O Eniac foi apresentado em fevereiro de 1946, e se mostrou capaz de realizar complexos cálculos em segundos. Toda
a programação foi feita pelo grupo de mulheres, mas elas nunca receberam o crédito por isso. No ano passado, o
documentário “The Computers”, com relatos das seis programadoras, tentou recuperar parte dessa história.
– Demorou muito para se perceber o que as programadoras do Eniac fizeram, e como fizeram. Elas aprenderam como
o Eniac funcionava e o programaram sem linguagens de programação ou manual – diz Kathy Kleiman, coprodutora do
documentário.
Aliás, também foi uma mulher a responsável por acelerar o desenvolvimento das linguagens de computação. A
almirante Grace Hopper era uma visionária que, em 1949, quando os computadores ocupavam salas inteiras,
acreditava que eles poderiam atender ao público em geral.
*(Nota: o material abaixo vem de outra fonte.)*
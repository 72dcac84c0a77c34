//! Page-level metadata and interaction signals: structured data, videos,
//! calls-to-action, forms, visual effects and social platform references

use crate::extract::dom::{
    attr, class_attr, inner_text, push_unique, resolve_link, sel, select_each, style_value,
};
use crate::extract::people::form_fields;
use crate::extract::types::{
    Carousel, Cta, CtaKind, Ctas, FormType, GeneralForm, NativeVideo, SocialEmbed, StickyElement,
    StructuredData, VideoEmbed, Videos, VisualElements,
};
use crate::extract::ExtractError;
use regex::Regex;
use scraper::Html;
use serde_json::Value;
use std::sync::LazyLock;
use url::Url;

const MAX_PRIMARY_CTAS: usize = 15;
const MAX_SECONDARY_CTAS: usize = 15;
const MAX_CTA_TEXTS: usize = 30;
const CTA_TEXT_WINDOW: usize = 50;
const MAX_CTA_LABEL_CHARS: usize = 50;
const MAX_FORMS: usize = 10;
const MAX_CAROUSELS: usize = 5;
const MAX_STICKY: usize = 5;

static YOUTUBE_ID: LazyLock<Regex> = LazyLock::new(|| {
    Regex::new(r"(?:embed/|v=)([a-zA-Z0-9_-]+)").expect("youtube pattern should compile")
});

static VIMEO_ID: LazyLock<Regex> =
    LazyLock::new(|| Regex::new(r"vimeo\.com/video/(\d+)").expect("vimeo pattern should compile"));

const SCHEMA_TYPES: &[&str] = &["Product", "Organization", "LocalBusiness", "Person", "Article"];
const META_NAMES: &[&str] = &["description", "keywords", "author", "viewport", "theme-color", "robots"];

const PRIMARY_CTA_PATTERNS: &[&str] = &[
    "buy now",
    "get started",
    "sign up",
    "start free",
    "try",
    "subscribe",
    "purchase",
    "order now",
    "shop now",
];
const SECONDARY_CTA_PATTERNS: &[&str] = &[
    "learn more",
    "contact",
    "see more",
    "view",
    "explore",
    "discover",
    "read more",
];

/// Social platforms and the URL/class fragments that identify them
const SOCIAL_PLATFORMS: &[(&str, &[&str])] = &[
    ("instagram", &["instagram.com", "instagram-feed", "insta-"]),
    ("tiktok", &["tiktok.com", "tiktok-"]),
    ("youtube", &["youtube.com", "youtu.be", "youtube-"]),
    ("facebook", &["facebook.com", "fb.com", "facebook-"]),
    ("twitter", &["twitter.com", "x.com", "tweet-"]),
    ("pinterest", &["pinterest.com", "pinterest-"]),
];

/// JSON-LD, OpenGraph, Twitter card and standard meta tags
///
/// JSON-LD blocks that fail to parse are skipped without affecting the rest
/// of the group. Within a page the first occurrence of a key wins.
pub fn structured_data(doc: &Html) -> Result<StructuredData, ExtractError> {
    let mut data = StructuredData::default();

    let ld = sel(r#"script[type="application/ld+json"]"#)?;
    for script in doc.select(&ld) {
        let raw = script.text().collect::<String>();
        let raw = raw.trim();
        if raw.is_empty() {
            continue;
        }
        match serde_json::from_str::<Value>(raw) {
            Ok(value) => {
                if let Some(schema_type) = primary_schema_type(&value) {
                    if SCHEMA_TYPES.contains(&schema_type.as_str()) {
                        data.schema_org.entry(schema_type).or_insert_with(|| value.clone());
                    }
                }
                data.json_ld.push(value);
            }
            Err(e) => tracing::debug!(error = %e, "Skipping malformed JSON-LD block"),
        }
    }

    let og = sel(r#"meta[property^="og:"]"#)?;
    for meta in doc.select(&og) {
        let key = attr(&meta, "property").trim_start_matches("og:");
        let content = attr(&meta, "content");
        if !content.is_empty() {
            data.open_graph
                .entry(key.to_string())
                .or_insert_with(|| content.to_string());
        }
    }

    let twitter = sel(r#"meta[name^="twitter:"]"#)?;
    for meta in doc.select(&twitter) {
        let key = attr(&meta, "name").trim_start_matches("twitter:");
        let content = attr(&meta, "content");
        if !content.is_empty() {
            data.twitter
                .entry(key.to_string())
                .or_insert_with(|| content.to_string());
        }
    }

    for name in META_NAMES {
        let selector = sel(&format!(r#"meta[name="{}"]"#, name))?;
        if let Some(meta) = doc.select(&selector).next() {
            data.meta_tags
                .insert(name.to_string(), attr(&meta, "content").to_string());
        }
    }

    let canonical = sel(r#"link[rel="canonical"]"#)?;
    if let Some(link) = doc.select(&canonical).next() {
        data.meta_tags
            .insert("canonical".to_string(), attr(&link, "href").to_string());
    }

    Ok(data)
}

/// The first `@type` of a JSON-LD object
fn primary_schema_type(value: &Value) -> Option<String> {
    match value.get("@type")? {
        Value::String(s) => Some(s.clone()),
        Value::Array(items) => items.first()?.as_str().map(str::to_string),
        _ => None,
    }
}

/// YouTube and Vimeo embeds plus native `<video>` elements
pub fn videos(doc: &Html, base_url: &Url) -> Result<Videos, ExtractError> {
    let mut videos = Videos::default();

    let youtube = sel(r#"iframe[src*="youtube.com"], iframe[src*="youtu.be"]"#)?;
    for frame in doc.select(&youtube) {
        let src = attr(&frame, "src");
        if let Some(caps) = YOUTUBE_ID.captures(src) {
            videos.youtube.push(VideoEmbed {
                url: src.to_string(),
                id: caps[1].to_string(),
            });
            videos.count += 1;
        }
    }

    let vimeo = sel(r#"iframe[src*="vimeo.com"]"#)?;
    for frame in doc.select(&vimeo) {
        let src = attr(&frame, "src");
        if let Some(caps) = VIMEO_ID.captures(src) {
            videos.vimeo.push(VideoEmbed {
                url: src.to_string(),
                id: caps[1].to_string(),
            });
            videos.count += 1;
        }
    }

    let video = sel("video")?;
    let source = sel("source[src]")?;
    for el in doc.select(&video) {
        let own = attr(&el, "src");
        let src = if own.is_empty() {
            el.select(&source).next().map(|s| attr(&s, "src")).unwrap_or("")
        } else {
            own
        };
        if src.is_empty() {
            continue;
        }

        let absolute = resolve_link(src, base_url).map_or_else(|| src.to_string(), |u| u.to_string());
        let poster = el
            .value()
            .attr("poster")
            .and_then(|p| resolve_link(p, base_url))
            .map(|u| u.to_string());

        videos.native.push(NativeVideo { src: absolute, poster });
        videos.count += 1;
    }

    Ok(videos)
}

/// Buttons and links classified as primary or secondary calls-to-action
///
/// Text patterns decide first; a button styled as primary with unrecognized
/// text is recorded as an inferred primary CTA.
pub fn ctas(doc: &Html) -> Result<Ctas, ExtractError> {
    let mut ctas = Ctas::default();
    let mut all_text = Vec::new();

    for el in select_each(doc, &["button", "a", "[role=\"button\"]"])? {
        let text = inner_text(&el);
        if text.is_empty() || text.chars().count() > MAX_CTA_LABEL_CHARS {
            continue;
        }

        let lower = text.to_lowercase();
        let classes = class_attr(&el);
        let class_lower = classes.to_lowercase();
        let is_primary_style = class_lower.contains("primary") || class_lower.contains("cta");
        let is_button = el.value().name() == "button"
            || class_lower.contains("button")
            || class_lower.contains("btn");

        let kind = if PRIMARY_CTA_PATTERNS.iter().any(|p| lower.contains(p)) {
            Some(CtaKind::Primary)
        } else if SECONDARY_CTA_PATTERNS.iter().any(|p| lower.contains(p)) {
            Some(CtaKind::Secondary)
        } else if is_button && is_primary_style {
            Some(CtaKind::InferredPrimary)
        } else {
            None
        };

        if let Some(kind) = kind {
            let cta = Cta {
                text: text.clone(),
                classes: classes.to_string(),
                kind,
                is_button: is_button || kind == CtaKind::InferredPrimary,
            };
            match kind {
                CtaKind::Secondary => ctas.secondary.push(cta),
                CtaKind::Primary | CtaKind::InferredPrimary => ctas.primary.push(cta),
            }
            ctas.count += 1;
        }

        if ctas.count <= CTA_TEXT_WINDOW {
            push_unique(&mut all_text, text);
        }
    }

    ctas.primary.truncate(MAX_PRIMARY_CTAS);
    ctas.secondary.truncate(MAX_SECONDARY_CTAS);
    all_text.truncate(MAX_CTA_TEXTS);
    ctas.all_text = all_text;
    Ok(ctas)
}

/// Every form with at least one field, with its purpose guessed from its text
pub fn general_forms(doc: &Html, base_url: &Url) -> Result<Vec<GeneralForm>, ExtractError> {
    let forms_sel = sel("form")?;
    let submit = sel(r#"button[type="submit"], input[type="submit"]"#)?;
    let mut forms = Vec::new();

    for (index, form) in doc.select(&forms_sel).enumerate() {
        let fields = form_fields(&form)?;
        if fields.is_empty() {
            continue;
        }

        let mut field_types = std::collections::BTreeMap::new();
        for field in &fields {
            *field_types.entry(field.field_type.clone()).or_insert(0) += 1;
        }

        let action = match form.value().attr("action") {
            Some(a) => resolve_link(a, base_url).map_or_else(|| a.to_string(), |u| u.to_string()),
            None => base_url.to_string(),
        };
        let method = match attr(&form, "method").trim().to_lowercase() {
            m if m.is_empty() => "get".to_string(),
            m => m,
        };

        forms.push(GeneralForm {
            index,
            action,
            method,
            has_submit: form.select(&submit).next().is_some(),
            form_type: classify_form(&inner_text(&form)),
            field_types,
            fields,
        });
    }

    forms.truncate(MAX_FORMS);
    Ok(forms)
}

/// Guesses a form's purpose from its visible text
pub fn classify_form(text: &str) -> FormType {
    let text = text.to_lowercase();
    if text.contains("newsletter") || text.contains("subscribe") {
        FormType::Newsletter
    } else if text.contains("contact") || text.contains("message") {
        FormType::Contact
    } else if text.contains("search") {
        FormType::Search
    } else if text.contains("login") || text.contains("sign in") {
        FormType::Login
    } else if text.contains("register") || text.contains("sign up") {
        FormType::Registration
    } else {
        FormType::Other
    }
}

/// Motion and layout effects visible in static markup
///
/// Animations are detected from inline styles and `<style>` blocks; sticky
/// elements from inline positioning or sticky/fixed utility classes on
/// headers, navigation and CTAs.
pub fn visual_elements(doc: &Html) -> Result<VisualElements, ExtractError> {
    let mut visuals = VisualElements::default();

    let styled = sel("[style]")?;
    let style_blocks = sel("style")?;
    visuals.has_animations = doc
        .select(&styled)
        .any(|el| attr(&el, "style").to_lowercase().contains("animation"))
        || doc.select(&style_blocks).any(|el| {
            let css = el.text().collect::<String>().to_lowercase();
            css.contains("@keyframes") || css.contains("animation")
        });

    let parallax = sel(".parallax, [data-parallax], [class*=\"parallax\"]")?;
    visuals.has_parallax = doc.select(&parallax).next().is_some();

    let slides = sel("[class*=\"slide\"], [class*=\"item\"]")?;
    for carousel in select_each(
        doc,
        &[
            ".carousel",
            ".slider",
            ".swiper",
            "[class*=\"carousel\"]",
            "[class*=\"slider\"]",
            "[class*=\"swiper\"]",
            "[data-slide]",
        ],
    )? {
        let slide_count = carousel.select(&slides).count();
        if slide_count > 1 {
            visuals.carousels.push(Carousel {
                classes: class_attr(&carousel).to_string(),
                slide_count,
            });
        }
    }

    let any = sel("*")?;
    for el in doc.select(&any) {
        let classes = class_attr(&el);
        let class_lower = classes.to_lowercase();
        let positioned = style_value(attr(&el, "style"), "position")
            .map(|p| {
                let p = p.to_lowercase();
                p.starts_with("sticky") || p.starts_with("fixed")
            })
            .unwrap_or(false)
            || class_lower.contains("sticky")
            || class_lower.contains("fixed");
        let relevant = class_lower.contains("header")
            || class_lower.contains("nav")
            || class_lower.contains("cta");
        if positioned && relevant {
            visuals.sticky_elements.push(StickyElement {
                element_type: el.value().name().to_string(),
                classes: classes.to_string(),
            });
        }
    }

    let interactive = sel("button, a, input, select, [onclick], [role=\"button\"]")?;
    visuals.interactive_count = doc.select(&interactive).count();

    visuals.carousels.truncate(MAX_CAROUSELS);
    visuals.sticky_elements.truncate(MAX_STICKY);
    Ok(visuals)
}

/// Counts references to each social platform in iframes and links
///
/// Every platform is reported, including those with a zero count.
pub fn social_embeds(doc: &Html) -> Result<Vec<SocialEmbed>, ExtractError> {
    let mut embeds: Vec<SocialEmbed> = SOCIAL_PLATFORMS
        .iter()
        .map(|(platform, _)| SocialEmbed {
            platform: platform.to_string(),
            count: 0,
        })
        .collect();

    let targets = sel("iframe, a")?;
    for el in doc.select(&targets) {
        let src = el
            .value()
            .attr("src")
            .or_else(|| el.value().attr("href"))
            .unwrap_or("");
        let classes = class_attr(&el);

        for (embed, (_, patterns)) in embeds.iter_mut().zip(SOCIAL_PLATFORMS) {
            for pattern in patterns.iter() {
                if src.contains(pattern) || classes.contains(pattern) {
                    embed.count += 1;
                }
            }
        }
    }

    Ok(embeds)
}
Nascida em dezembro de 1906, em Nova York ela se graduou em matemática em 1928 da Faculdade Vassar, onde se
tornou professora, e completou o doutorado em Yale, seis anos depois. Ela continuou em Vassar até 1943, quando
ingressou na Marinha, onde foi designada para trabalhar em um laboratório da Universidade Harvard, com o icônico
Mark 1.
Impressionada com os computadores, Grace arriscou sua carreira militar para ingressar, em 1949, na Eckert-Mauchly
Computer Corporation para produção de softwares comerciais. Para facilitar o trabalho, ela teve a ideia de compartilhar
códigos entre os programadores, formando bibliotecas, para reduzir os erros e evitar o retrabalho. Mas seu grande feito
foi a criação dos compiladores (programas capazes de “traduzir” uma linguagem para outra, em geral mais simples). O
Flow-Matic, lançado em 1955, foi a primeira linguagem de programação que funcionava com palavras em inglês. Até
então, todos os softwares eram escritos em notação matemática. Ela também participou da criação do Cobol,
linguagem até hoje amplamente utilizada.
– Para lembrá-la, existe uma conferência anual nos EUA que leva seu nome – diz Juliana Freitag Borin, professora do
Instituto de Computação da Universidade de Campinas.